Spotlight on Zulkifli Lee : Sovereign Asian Art Prize Interview

A closer look at the finalists for The 2022 Sovereign Asian Art Prize

This interview with Zulkifli Lee is part of a series of interviews highlighting the shortlisted artists for The 2022 Sovereign Asian Art Prize – the 18th edition of Asia’s most prestigious prize for contemporary artists. Selected from over 400 entries, the finalists hail from 16 countries and regions across Asia-Pacific. Of the artists, 27 are new to The Prize – appearing in the shortlist for the first time. Read on to discover more about the finalists, their key points of inspiration, and why it is important to champion the work of artists from Asia-Pacific.


Zulkifli Lee (Malaysia) was shortlisted for his work ‘Myth Party’, contemplating the paradoxical coincidence of opposites. According to the artist, all paradoxes can be reconciled; nature is built in opposites.


Where did you find the Chengal wood in your piece, and what initially drew you to it as a material for art creation?

The Chengal wood is reclaimed wood I found and bought from a reclaimed wood shop. There are many of these kind of shops near my place. They normally sell remnants of old traditional wooden houses that have been torn apart to give way to new development or simply the owner wants to replace it with concrete/brick house that are more popular nowadays.

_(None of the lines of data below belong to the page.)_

//! PDF-backed [`PageSource`] + [`Rasterizer`] via pdfium.
//!
//! ## Why reopen the document per call?
//!
//! `pdfium-render` documents borrow the `Pdfium` binding, which makes a
//! long-lived self-referential source struct awkward. Reopening per call
//! keeps the type simple and the cost is negligible next to rasterization;
//! pdfium itself caches parsed objects.
//!
//! ## Coordinates
//!
//! pdfium reports positions in PDF space (origin bottom-left, y up). All
//! rectangles leaving this module are converted to the crate's top-down
//! convention so that crops map directly onto raster pixels.

use crate::document::Rect;
use crate::error::{AssetError, LecternError};
use crate::pipeline::encode;
use crate::source::{
    EmbeddedImage, LayoutLine, PageSource, Rasterizer, SourceMetadata, SourcePage,
};
use image::DynamicImage;
use pdfium_render::prelude::*;
use std::path::{Path, PathBuf};
use tracing::{debug, warn};

/// Vertical distance (points) beyond which a character starts a new layout
/// line rather than extending the current one.
const LINE_MERGE_TOLERANCE: f32 = 5.0;

/// A PDF document on disk, opened through pdfium.
pub struct PdfSource {
    pdfium: Pdfium,
    path: PathBuf,
    password: Option<String>,
}

impl PdfSource {
    /// Open a PDF, validating existence and the `%PDF` magic bytes up front
    /// so callers get a typed error rather than a pdfium parse failure.
    pub fn open(
        path: impl AsRef<Path>,
        password: Option<&str>,
    ) -> Result<Self, LecternError> {
        let path = path.as_ref().to_path_buf();

        if !path.exists() {
            return Err(LecternError::FileNotFound { path });
        }
        match std::fs::File::open(&path) {
            Ok(mut f) => {
                use std::io::Read;
                let mut magic = [0u8; 4];
                if f.read_exact(&mut magic).is_ok() && &magic != b"%PDF" {
                    return Err(LecternError::NotAPdf { path, magic });
                }
            }
            Err(e) if e.kind() == std::io::ErrorKind::PermissionDenied => {
                return Err(LecternError::PermissionDenied { path });
            }
            Err(_) => {
                return Err(LecternError::FileNotFound { path });
            }
        }

        let source = Self {
            pdfium: Pdfium::default(),
            path,
            password: password.map(|s| s.to_string()),
        };
        // Probe once so corrupt or password-protected files fail at open
        // time, not on the first page fetch.
        source.document()?;
        Ok(source)
    }

    fn document(&self) -> Result<PdfDocument<'_>, LecternError> {
        self.pdfium
            .load_pdf_from_file(&self.path, self.password.as_deref())
            .map_err(|e| LecternError::SourceRead {
                path: self.path.clone(),
                detail: format!("{e:?}"),
            })
    }

    fn page_at<'a>(
        &self,
        document: &'a PdfDocument<'_>,
        page_number: u32,
    ) -> Result<PdfPage<'a>, LecternError> {
        let pages = document.pages();
        let total = pages.len() as u32;
        if page_number < 1 || page_number > total {
            return Err(LecternError::PageOutOfRange {
                page: page_number,
                total,
            });
        }
        pages
            .get((page_number - 1) as u16)
            .map_err(|e| LecternError::SourceRead {
                path: self.path.clone(),
                detail: format!("page {page_number}: {e:?}"),
            })
    }

    /// Merge character boxes into line-level text + bounds.
    ///
    /// Characters arrive in content order; a vertical jump larger than
    /// [`LINE_MERGE_TOLERANCE`] flushes the current line. Resulting order is
    /// the engine's traversal order, not a global visual sort.
    fn layout_lines(page: &PdfPage<'_>, page_height: f32) -> Vec<LayoutLine> {
        let text = match page.text() {
            Ok(t) => t,
            Err(e) => {
                debug!(error = ?e, "no text object for page; skipping layout lines");
                return Vec::new();
            }
        };

        let mut lines = Vec::new();
        let mut current_text = String::new();
        let mut current_bounds: Option<Rect> = None;
        let mut last_top: Option<f32> = None;

        let mut flush = |text: &mut String, bounds: &mut Option<Rect>| {
            if let Some(b) = bounds.take() {
                let trimmed = text.trim();
                if !trimmed.is_empty() {
                    lines.push(LayoutLine {
                        text: trimmed.to_string(),
                        bounds: b,
                    });
                }
            }
            text.clear();
        };

        let chars = text.chars();
        for ch in chars.iter() {
            let Some(s) = ch.unicode_string() else {
                continue;
            };
            if s.chars().all(|c| c == '\r' || c == '\n') {
                flush(&mut current_text, &mut current_bounds);
                last_top = None;
                continue;
            }
            let Ok(b) = ch.loose_bounds() else { continue };

            // Convert to top-down page coordinates.
            let rect = Rect::new(
                b.left().value,
                page_height - b.top().value,
                b.right().value,
                page_height - b.bottom().value,
            );

            if let Some(prev) = last_top {
                if (rect.y0 - prev).abs() > LINE_MERGE_TOLERANCE {
                    flush(&mut current_text, &mut current_bounds);
                }
            }

            current_text.push_str(&s);
            current_bounds = Some(match current_bounds {
                Some(cur) => cur.union(&rect),
                None => rect,
            });
            last_top = Some(rect.y0);
        }
        flush(&mut current_text, &mut current_bounds);

        lines
    }

    /// Collect embedded image objects with best-effort draw positions.
    ///
    /// Decoded pixels are re-encoded to PNG bytes here; the harvester treats
    /// them like any other container's raw stream. An image object that
    /// fails to yield pixels is skipped with a warning.
    fn embedded_images(page: &PdfPage<'_>, page_number: u32, page_height: f32) -> Vec<EmbeddedImage> {
        let mut images = Vec::new();

        for object in page.objects().iter() {
            let PdfPageObject::Image(image_obj) = &object else {
                continue;
            };

            let bounds = image_obj.bounds().ok().map(|quad| {
                let r = quad.to_rect();
                Rect::new(
                    r.left().value,
                    page_height - r.top().value,
                    r.right().value,
                    page_height - r.bottom().value,
                )
            });

            let pixels = match image_obj.get_raw_image() {
                Ok(img) => img,
                Err(e) => {
                    warn!(page = page_number, error = ?e, "embedded image yielded no pixels; skipping");
                    continue;
                }
            };

            match encode::png_bytes(&pixels) {
                Ok(bytes) => images.push(EmbeddedImage {
                    bytes,
                    format: "png".to_string(),
                    bounds,
                }),
                Err(e) => {
                    warn!(page = page_number, error = %e, "embedded image re-encode failed; skipping");
                }
            }
        }

        images
    }
}

impl PageSource for PdfSource {
    fn page_count(&self) -> Result<u32, LecternError> {
        Ok(self.document()?.pages().len() as u32)
    }

    fn page(&self, page_number: u32) -> Result<SourcePage, LecternError> {
        let document = self.document()?;
        let page = self.page_at(&document, page_number)?;

        let width = page.width().value;
        let height = page.height().value;

        // A page that exposes no text object is an empty page, not an error.
        let text = page
            .text()
            .map(|t| t.all().replace("\r\n", "\n").replace('\r', "\n"))
            .unwrap_or_default();

        Ok(SourcePage {
            text: text.trim().to_string(),
            shapes: Vec::new(),
            layout_lines: Self::layout_lines(&page, height),
            images: Self::embedded_images(&page, page_number, height),
            notes: String::new(),
            width,
            height,
        })
    }

    fn metadata(&self) -> Result<SourceMetadata, LecternError> {
        let document = self.document()?;
        let metadata = document.metadata();

        let get_meta = |tag: PdfDocumentMetadataTagType| -> Option<String> {
            metadata.get(tag).and_then(|t| {
                let v = t.value().to_string();
                if v.is_empty() {
                    None
                } else {
                    Some(v)
                }
            })
        };

        Ok(SourceMetadata {
            title: get_meta(PdfDocumentMetadataTagType::Title),
            author: get_meta(PdfDocumentMetadataTagType::Author),
            creation_date: get_meta(PdfDocumentMetadataTagType::CreationDate),
            modification_date: get_meta(PdfDocumentMetadataTagType::ModificationDate),
            has_form_fields: document.form().is_some(),
        })
    }
}

impl Rasterizer for PdfSource {
    fn render_page(&self, page_number: u32, zoom: f32) -> Result<DynamicImage, AssetError> {
        let document = self.document().map_err(|e| AssetError::PageRender {
            detail: e.to_string(),
        })?;
        let page = self.page_at(&document, page_number).map_err(|e| AssetError::PageRender {
            detail: e.to_string(),
        })?;

        let target_width = (page.width().value * zoom).ceil() as i32;
        let target_height = (page.height().value * zoom).ceil() as i32;

        let render_config = PdfRenderConfig::new()
            .set_target_width(target_width)
            .set_target_height(target_height);

        let bitmap = page
            .render_with_config(&render_config)
            .map_err(|e| AssetError::PageRender {
                detail: format!("{e:?}"),
            })?;

        let image = bitmap.as_image();
        debug!(
            page = page_number,
            width = image.width(),
            height = image.height(),
            "rendered page"
        );
        Ok(image)
    }

    fn render_region(
        &self,
        page_number: u32,
        region: &Rect,
        zoom: f32,
    ) -> Result<DynamicImage, AssetError> {
        // Render the whole page at the requested zoom, then crop. Rendering
        // a sub-rectangle directly would require driving pdfium's clip
        // matrix; a crop of the full-page raster is exact and simpler.
        let full = self.render_page(page_number, zoom)?;

        let left = (region.x0 * zoom).floor().max(0.0) as u32;
        let top = (region.y0 * zoom).floor().max(0.0) as u32;
        let left = left.min(full.width().saturating_sub(1));
        let top = top.min(full.height().saturating_sub(1));
        let width = ((region.width() * zoom).ceil() as u32)
            .min(full.width() - left)
            .max(1);
        let height = ((region.height() * zoom).ceil() as u32)
            .min(full.height() - top)
            .max(1);

        let rgba = full.to_rgba8();
        let cropped = image::imageops::crop_imm(&rgba, left, top, width, height).to_image();
        Ok(DynamicImage::ImageRgba8(cropped))
    }
}
//! Prompt templates for the tutoring LLM calls.
//!
//! Centralising every prompt here serves two purposes:
//!
//! 1. **Single source of truth** — changing the tutor's behaviour (tone,
//!    grounding rules, reference format) requires editing exactly one place.
//!
//! 2. **Testability** — unit tests can inspect the assembled prompt without
//!    spinning up a real model, making prompt regressions easy to catch.

use crate::context::PromptContext;

/// System prompt framing the model as a tutor over the supplied material.
///
/// The reference format matters: the response postprocessor rewrites
/// `Slide N` / `Slides X-Y` mentions into navigation anchors, so the model
/// is told to cite slides exactly that way.
pub const TUTOR_SYSTEM_PROMPT: &str = r#"You are an AI tutor helping a student understand lecture slides and PDF course notes.

Follow these rules:

1. GROUNDING
   - Answer only from the provided slide content and attached images
   - If the content does not answer the question, say so plainly
   - Never invent slide numbers or content that is not in the context

2. REFERENCES
   - Refer to locations as "Slide N" (e.g. "Slide 4"), or "Slides X-Y" for ranges
   - Point the student to the most relevant slides for further reading

3. STYLE
   - Explain at the level of the material itself
   - Use **bold** for key terms and *italics* for emphasis
   - Keep answers focused; do not restate the whole deck"#;

/// Build the user prompt for one question from an assembled context.
pub fn question_prompt(context: &PromptContext) -> String {
    let mut prompt = format!(
        "As an AI tutor, please answer this question based on the slide content.\n\n\
         {}\n\n\
         Context from slides:\n{}\n",
        context.scope_notice, context.context_text
    );

    if let Some(ref summary) = context.visual_summary {
        prompt.push_str("\n");
        prompt.push_str(summary);
        prompt.push('\n');
    }
    if !context.attachments.is_empty() {
        prompt.push_str("\nThe attached images show the referenced slides and regions.\n");
    }

    prompt.push_str(&format!("\nQuestion: {}", context.question));
    prompt
}

#[cfg(test)]
mod tests {
    use super::*;

    fn context() -> PromptContext {
        PromptContext {
            question: "What does Bragg's law state?".into(),
            scope_notice: "This answer is based only on slide 2 of 3.".into(),
            context_text: "Bragg's law\nnλ = 2d sinθ".into(),
            visual_summary: None,
            attachments: vec![],
        }
    }

    #[test]
    fn prompt_carries_scope_context_and_question() {
        let p = question_prompt(&context());
        assert!(p.starts_with("As an AI tutor"));
        assert!(p.contains("slide 2 of 3"));
        assert!(p.contains("Context from slides:\nBragg's law"));
        assert!(p.ends_with("Question: What does Bragg's law state?"));
    }

    #[test]
    fn visual_summary_is_included_when_present() {
        let mut ctx = context();
        ctx.visual_summary = Some("Visual assets on slide 2: 1 formula region(s).".into());
        let p = question_prompt(&ctx);
        assert!(p.contains("1 formula region(s)"));
    }

    #[test]
    fn system_prompt_pins_the_reference_format() {
        assert!(TUTOR_SYSTEM_PROMPT.contains("Slide N"));
    }
}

I view it as a medium that shows value shifts in material culture in the community. It’s always interest me to give new identity or value to an old discarded thing – how it can be reconstructed and reproduced. In addition, I love old wood as it has more character compared to new wood bought from a factory. The imperfection, patination of color, the trace of human intervention and time inherited by the wood, gives impersonal character to my work. Something that I can’t simply replicate. On a technical aspect, the old wood does not shrink like new wood. It’s made the interlocking part with the steel more secure and strong.


Can you tell us a bit more about the title of your work, which translates to ‘lexicon of unity’?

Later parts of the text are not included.